___ Dataset excerpts ___
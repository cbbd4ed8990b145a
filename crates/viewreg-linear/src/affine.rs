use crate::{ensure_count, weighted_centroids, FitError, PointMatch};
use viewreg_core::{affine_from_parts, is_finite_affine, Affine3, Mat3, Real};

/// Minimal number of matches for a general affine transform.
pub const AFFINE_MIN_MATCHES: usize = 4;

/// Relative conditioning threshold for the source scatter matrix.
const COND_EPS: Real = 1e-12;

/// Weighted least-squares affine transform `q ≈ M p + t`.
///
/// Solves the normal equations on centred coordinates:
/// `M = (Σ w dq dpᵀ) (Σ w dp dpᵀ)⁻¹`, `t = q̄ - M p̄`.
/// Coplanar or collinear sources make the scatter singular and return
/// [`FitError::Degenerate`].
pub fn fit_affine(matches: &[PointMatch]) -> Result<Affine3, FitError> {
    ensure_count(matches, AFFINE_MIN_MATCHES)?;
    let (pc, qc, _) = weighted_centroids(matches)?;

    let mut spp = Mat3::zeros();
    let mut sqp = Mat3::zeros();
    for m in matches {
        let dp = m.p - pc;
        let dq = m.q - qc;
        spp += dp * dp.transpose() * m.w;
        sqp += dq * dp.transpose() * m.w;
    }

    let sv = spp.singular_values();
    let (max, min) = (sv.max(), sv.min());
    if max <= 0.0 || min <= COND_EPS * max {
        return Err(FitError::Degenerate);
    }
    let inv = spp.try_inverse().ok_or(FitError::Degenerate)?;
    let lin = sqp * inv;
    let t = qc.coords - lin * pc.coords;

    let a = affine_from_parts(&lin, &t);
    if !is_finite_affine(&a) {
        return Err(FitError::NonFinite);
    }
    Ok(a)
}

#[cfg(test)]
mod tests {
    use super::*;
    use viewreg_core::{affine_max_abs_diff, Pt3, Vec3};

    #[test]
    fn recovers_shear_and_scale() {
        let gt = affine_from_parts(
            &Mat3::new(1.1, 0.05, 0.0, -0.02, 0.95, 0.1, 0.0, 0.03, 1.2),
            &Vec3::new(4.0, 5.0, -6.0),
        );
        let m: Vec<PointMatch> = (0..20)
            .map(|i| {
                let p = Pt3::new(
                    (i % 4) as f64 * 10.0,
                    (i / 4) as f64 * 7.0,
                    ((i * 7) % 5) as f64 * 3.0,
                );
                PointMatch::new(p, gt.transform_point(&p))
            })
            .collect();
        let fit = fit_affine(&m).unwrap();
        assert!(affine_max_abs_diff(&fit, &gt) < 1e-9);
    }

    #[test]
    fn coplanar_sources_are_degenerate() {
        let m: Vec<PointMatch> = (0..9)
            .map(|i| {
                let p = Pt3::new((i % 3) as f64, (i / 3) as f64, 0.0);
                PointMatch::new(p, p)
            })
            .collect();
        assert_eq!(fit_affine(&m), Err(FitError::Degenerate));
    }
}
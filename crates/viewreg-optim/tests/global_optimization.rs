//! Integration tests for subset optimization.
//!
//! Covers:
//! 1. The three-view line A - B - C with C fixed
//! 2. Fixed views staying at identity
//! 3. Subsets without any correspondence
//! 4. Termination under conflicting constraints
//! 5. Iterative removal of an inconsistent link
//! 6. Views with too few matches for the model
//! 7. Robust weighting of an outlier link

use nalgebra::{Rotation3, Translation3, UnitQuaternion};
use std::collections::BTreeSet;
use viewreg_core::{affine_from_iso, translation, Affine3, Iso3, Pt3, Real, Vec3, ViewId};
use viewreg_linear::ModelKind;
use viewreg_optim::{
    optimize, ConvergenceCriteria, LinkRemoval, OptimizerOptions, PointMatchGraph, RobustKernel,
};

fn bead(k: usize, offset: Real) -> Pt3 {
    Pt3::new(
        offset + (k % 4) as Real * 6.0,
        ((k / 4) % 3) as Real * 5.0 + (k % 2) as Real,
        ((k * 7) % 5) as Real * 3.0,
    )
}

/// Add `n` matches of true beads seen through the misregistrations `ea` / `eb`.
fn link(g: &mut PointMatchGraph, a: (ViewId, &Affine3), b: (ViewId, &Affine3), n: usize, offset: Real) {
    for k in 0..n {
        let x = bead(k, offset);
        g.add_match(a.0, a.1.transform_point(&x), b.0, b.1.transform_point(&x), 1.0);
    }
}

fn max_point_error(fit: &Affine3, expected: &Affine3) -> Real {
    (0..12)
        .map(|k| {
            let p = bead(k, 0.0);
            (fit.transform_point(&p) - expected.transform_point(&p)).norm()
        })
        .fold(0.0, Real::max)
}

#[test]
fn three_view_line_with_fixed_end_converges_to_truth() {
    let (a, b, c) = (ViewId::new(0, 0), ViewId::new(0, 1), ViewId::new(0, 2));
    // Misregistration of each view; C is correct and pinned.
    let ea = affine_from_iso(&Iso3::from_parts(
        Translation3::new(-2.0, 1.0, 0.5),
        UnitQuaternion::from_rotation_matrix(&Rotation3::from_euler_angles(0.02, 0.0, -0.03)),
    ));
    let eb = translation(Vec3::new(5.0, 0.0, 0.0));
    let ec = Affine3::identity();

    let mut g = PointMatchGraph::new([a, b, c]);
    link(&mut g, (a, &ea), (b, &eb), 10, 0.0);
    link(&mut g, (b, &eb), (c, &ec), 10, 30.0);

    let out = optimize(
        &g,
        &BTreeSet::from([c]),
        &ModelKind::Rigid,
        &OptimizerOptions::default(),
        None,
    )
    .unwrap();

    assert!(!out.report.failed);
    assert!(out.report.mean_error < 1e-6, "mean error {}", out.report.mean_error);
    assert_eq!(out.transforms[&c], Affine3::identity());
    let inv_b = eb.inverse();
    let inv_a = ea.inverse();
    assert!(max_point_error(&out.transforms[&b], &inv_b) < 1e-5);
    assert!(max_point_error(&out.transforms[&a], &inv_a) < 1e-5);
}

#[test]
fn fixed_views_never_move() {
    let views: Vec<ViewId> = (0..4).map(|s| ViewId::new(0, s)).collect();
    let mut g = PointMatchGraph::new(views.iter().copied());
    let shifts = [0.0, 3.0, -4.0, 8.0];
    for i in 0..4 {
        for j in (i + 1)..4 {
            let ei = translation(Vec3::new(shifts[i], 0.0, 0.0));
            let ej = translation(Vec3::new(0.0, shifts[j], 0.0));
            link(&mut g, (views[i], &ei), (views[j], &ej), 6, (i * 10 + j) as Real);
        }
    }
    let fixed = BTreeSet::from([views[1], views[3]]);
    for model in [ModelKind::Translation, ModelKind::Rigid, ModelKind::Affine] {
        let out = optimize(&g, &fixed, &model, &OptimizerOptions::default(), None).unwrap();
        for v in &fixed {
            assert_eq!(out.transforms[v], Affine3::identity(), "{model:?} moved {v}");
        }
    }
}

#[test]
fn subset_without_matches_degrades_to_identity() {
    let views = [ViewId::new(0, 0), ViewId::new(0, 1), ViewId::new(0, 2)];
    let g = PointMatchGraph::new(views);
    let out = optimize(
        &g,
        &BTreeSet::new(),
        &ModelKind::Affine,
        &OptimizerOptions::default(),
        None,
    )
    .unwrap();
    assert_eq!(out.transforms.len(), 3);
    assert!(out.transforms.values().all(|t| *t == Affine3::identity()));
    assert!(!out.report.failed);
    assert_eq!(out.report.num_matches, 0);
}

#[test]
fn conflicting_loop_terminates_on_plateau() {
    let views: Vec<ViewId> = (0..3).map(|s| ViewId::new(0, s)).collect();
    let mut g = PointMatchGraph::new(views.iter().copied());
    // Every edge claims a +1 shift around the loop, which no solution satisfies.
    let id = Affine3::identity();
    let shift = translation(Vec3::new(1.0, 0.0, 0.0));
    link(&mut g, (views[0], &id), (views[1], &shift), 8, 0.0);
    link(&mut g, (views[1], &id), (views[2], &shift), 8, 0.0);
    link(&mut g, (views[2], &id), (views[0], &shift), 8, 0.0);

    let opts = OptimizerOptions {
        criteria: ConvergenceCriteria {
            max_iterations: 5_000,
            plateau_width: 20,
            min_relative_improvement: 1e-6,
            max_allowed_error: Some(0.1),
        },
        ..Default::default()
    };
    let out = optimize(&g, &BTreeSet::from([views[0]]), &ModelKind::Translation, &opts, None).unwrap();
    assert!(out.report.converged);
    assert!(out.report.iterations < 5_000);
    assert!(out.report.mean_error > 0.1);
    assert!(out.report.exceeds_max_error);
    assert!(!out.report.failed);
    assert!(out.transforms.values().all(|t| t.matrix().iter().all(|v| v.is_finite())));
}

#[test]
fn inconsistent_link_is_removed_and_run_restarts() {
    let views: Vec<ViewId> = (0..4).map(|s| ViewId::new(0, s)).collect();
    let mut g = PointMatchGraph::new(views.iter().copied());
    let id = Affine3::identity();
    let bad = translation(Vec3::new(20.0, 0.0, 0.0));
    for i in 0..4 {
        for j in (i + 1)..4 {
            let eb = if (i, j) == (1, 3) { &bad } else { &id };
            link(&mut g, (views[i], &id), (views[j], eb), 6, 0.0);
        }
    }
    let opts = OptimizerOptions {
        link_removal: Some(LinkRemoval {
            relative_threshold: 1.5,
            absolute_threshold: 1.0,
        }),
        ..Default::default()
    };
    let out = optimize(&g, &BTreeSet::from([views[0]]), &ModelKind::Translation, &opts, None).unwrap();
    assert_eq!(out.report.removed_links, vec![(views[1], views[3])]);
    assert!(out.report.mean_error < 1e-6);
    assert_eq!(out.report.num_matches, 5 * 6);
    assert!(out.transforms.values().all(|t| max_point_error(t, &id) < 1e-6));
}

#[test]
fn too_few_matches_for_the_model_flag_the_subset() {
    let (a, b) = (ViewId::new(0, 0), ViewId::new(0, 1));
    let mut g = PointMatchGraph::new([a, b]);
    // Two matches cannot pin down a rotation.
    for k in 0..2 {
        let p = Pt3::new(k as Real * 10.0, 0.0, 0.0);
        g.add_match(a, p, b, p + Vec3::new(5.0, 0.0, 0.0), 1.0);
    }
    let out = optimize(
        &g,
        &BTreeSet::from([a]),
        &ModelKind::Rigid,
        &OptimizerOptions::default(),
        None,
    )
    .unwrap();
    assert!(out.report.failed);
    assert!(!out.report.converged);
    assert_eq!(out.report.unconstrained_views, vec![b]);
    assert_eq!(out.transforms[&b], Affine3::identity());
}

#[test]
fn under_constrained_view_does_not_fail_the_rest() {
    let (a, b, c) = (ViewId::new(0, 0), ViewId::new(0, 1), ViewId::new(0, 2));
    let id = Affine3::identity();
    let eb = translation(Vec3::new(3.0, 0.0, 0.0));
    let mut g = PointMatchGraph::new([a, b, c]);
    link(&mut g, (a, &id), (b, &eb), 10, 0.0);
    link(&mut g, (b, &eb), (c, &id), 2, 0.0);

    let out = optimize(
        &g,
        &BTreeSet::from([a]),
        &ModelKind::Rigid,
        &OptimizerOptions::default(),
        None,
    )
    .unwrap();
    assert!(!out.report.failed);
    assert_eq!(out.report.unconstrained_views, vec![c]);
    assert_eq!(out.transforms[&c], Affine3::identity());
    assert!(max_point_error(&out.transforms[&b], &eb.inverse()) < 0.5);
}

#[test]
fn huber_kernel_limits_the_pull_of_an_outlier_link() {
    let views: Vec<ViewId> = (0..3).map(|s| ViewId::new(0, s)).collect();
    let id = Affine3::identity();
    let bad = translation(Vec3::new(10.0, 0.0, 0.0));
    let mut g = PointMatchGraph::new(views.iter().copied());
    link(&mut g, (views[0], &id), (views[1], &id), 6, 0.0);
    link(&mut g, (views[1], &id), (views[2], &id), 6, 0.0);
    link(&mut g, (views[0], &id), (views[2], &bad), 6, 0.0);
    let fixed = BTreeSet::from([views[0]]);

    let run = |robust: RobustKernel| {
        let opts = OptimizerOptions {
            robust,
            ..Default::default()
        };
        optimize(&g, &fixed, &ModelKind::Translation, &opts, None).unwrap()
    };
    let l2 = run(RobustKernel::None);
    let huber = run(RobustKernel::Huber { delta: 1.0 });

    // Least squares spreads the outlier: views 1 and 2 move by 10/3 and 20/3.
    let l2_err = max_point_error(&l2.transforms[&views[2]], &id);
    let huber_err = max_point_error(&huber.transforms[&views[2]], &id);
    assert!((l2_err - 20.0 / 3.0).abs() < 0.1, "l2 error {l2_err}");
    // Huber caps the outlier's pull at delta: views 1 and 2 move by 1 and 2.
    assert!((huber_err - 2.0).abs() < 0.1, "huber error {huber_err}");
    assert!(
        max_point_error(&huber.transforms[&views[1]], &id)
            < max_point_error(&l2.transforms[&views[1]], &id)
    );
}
___
___ Dataset excerpts ___
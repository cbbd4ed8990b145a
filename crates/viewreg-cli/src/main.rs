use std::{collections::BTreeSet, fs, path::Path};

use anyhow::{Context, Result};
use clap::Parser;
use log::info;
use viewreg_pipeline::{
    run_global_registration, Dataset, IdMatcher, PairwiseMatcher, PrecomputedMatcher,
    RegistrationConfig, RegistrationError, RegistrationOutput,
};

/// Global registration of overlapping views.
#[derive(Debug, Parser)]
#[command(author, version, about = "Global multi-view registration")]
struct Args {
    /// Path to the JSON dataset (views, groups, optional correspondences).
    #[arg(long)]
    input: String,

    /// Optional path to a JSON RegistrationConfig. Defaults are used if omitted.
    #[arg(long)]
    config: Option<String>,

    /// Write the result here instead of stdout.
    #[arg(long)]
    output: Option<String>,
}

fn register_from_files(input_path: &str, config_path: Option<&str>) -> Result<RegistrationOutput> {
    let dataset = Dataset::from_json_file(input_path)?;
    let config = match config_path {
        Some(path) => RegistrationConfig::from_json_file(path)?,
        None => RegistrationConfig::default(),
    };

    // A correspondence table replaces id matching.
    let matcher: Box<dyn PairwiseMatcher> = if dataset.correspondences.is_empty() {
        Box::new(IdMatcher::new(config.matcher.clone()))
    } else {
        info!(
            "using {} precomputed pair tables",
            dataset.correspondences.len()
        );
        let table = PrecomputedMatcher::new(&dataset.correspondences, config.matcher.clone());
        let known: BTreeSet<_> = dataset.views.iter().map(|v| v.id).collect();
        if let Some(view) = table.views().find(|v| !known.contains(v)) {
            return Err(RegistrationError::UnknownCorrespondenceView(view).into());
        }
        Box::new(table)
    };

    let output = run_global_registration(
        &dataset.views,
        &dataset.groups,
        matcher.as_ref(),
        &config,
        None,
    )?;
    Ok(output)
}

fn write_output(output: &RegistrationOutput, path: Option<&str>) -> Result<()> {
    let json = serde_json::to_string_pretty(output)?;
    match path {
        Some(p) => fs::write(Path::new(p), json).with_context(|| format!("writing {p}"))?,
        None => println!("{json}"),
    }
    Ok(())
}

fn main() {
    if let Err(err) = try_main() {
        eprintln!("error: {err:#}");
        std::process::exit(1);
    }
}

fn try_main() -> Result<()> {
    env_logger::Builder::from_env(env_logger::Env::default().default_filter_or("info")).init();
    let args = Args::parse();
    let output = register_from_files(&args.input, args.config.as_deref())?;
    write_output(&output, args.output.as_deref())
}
___
Task goal :: Lines with the word "UnitQuaternion": how many appear in the data? State only the number.

Written reply :: 2